Problem details:
Please copy, character for character, each line from the beginning of the listing to the line containing "disc up to the", including both.

Supplied data:
□ □ □ □
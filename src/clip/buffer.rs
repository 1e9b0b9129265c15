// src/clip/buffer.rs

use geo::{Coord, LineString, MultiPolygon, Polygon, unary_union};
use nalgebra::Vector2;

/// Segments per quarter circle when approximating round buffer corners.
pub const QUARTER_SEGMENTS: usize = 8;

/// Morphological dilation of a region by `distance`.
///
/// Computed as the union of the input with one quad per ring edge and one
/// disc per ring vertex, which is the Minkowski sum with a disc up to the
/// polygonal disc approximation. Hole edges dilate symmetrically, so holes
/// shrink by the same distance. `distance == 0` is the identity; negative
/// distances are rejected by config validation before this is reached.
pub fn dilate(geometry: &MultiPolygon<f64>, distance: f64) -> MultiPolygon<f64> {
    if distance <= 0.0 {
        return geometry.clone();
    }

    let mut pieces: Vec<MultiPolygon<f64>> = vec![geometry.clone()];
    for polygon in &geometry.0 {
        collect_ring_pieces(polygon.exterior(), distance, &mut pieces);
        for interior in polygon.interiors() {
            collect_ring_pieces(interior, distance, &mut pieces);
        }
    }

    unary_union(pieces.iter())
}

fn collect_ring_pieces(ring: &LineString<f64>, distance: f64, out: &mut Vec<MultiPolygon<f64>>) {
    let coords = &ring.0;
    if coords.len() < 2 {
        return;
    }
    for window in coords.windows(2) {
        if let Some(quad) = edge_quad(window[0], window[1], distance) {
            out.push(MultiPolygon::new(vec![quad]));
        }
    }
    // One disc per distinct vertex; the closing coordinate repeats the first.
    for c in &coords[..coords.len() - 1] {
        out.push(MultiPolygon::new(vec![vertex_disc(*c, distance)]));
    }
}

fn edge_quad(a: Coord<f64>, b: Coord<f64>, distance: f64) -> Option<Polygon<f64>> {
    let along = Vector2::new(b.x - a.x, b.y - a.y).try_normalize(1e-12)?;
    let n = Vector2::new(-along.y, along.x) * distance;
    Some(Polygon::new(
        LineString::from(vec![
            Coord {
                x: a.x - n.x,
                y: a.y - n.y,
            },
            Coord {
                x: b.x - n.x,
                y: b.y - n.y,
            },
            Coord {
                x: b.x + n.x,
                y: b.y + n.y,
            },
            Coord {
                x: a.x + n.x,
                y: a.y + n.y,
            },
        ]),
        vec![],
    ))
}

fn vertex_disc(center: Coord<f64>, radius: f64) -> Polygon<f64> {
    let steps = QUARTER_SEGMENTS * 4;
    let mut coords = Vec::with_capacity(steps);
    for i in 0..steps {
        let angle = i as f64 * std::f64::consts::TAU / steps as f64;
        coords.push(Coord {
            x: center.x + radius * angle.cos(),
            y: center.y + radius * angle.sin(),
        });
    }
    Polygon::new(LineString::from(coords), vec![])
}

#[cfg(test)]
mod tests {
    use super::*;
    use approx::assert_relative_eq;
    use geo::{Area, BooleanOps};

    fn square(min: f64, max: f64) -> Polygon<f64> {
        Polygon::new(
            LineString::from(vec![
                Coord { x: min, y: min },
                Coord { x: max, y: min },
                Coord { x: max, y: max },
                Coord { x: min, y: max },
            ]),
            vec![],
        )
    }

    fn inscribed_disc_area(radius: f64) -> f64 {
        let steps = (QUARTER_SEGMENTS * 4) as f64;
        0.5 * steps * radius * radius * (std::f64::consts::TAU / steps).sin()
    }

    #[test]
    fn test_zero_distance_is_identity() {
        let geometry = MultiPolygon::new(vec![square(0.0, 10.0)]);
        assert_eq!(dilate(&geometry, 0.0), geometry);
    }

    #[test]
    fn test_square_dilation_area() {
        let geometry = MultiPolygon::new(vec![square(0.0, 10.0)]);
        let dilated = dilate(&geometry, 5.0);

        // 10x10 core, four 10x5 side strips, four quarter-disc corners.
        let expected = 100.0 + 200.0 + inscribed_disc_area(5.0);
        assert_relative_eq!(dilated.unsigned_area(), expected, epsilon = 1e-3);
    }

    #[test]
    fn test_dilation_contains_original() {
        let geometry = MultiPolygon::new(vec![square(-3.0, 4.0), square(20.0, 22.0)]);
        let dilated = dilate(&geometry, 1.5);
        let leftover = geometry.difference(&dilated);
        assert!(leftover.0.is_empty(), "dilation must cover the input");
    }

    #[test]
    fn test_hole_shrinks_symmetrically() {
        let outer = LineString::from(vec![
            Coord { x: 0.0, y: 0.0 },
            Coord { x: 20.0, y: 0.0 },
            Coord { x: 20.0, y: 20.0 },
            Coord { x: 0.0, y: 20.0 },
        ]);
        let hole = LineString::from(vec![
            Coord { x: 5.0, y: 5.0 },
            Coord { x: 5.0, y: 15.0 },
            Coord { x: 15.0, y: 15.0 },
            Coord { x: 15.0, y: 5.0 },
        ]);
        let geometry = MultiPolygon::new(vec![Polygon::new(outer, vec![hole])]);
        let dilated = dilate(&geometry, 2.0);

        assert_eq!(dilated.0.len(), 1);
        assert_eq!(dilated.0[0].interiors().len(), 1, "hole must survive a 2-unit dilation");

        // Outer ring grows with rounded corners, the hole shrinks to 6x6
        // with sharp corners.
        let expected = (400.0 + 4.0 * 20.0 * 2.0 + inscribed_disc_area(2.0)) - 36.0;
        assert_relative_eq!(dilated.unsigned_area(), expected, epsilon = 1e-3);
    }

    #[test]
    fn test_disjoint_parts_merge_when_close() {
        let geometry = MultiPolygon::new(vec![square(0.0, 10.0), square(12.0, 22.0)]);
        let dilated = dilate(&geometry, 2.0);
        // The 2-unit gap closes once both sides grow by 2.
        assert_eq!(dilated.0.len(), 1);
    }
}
□ □ □ □
Your response:
filename src/clip/buffer.rs
repository 1e9b0b9129265c15
// src/clip/buffer.rs

use geo::{Coord, LineString, MultiPolygon, Polygon, unary_union};
use nalgebra::Vector2;

/// Segments per quarter circle when approximating round buffer corners.
pub const QUARTER_SEGMENTS: usize = 8;

/// Morphological dilation of a region by `distance`.
///
/// Computed as the union of the input with one quad per ring edge and one
/// disc per ring vertex, which is the Minkowski sum with a disc up to the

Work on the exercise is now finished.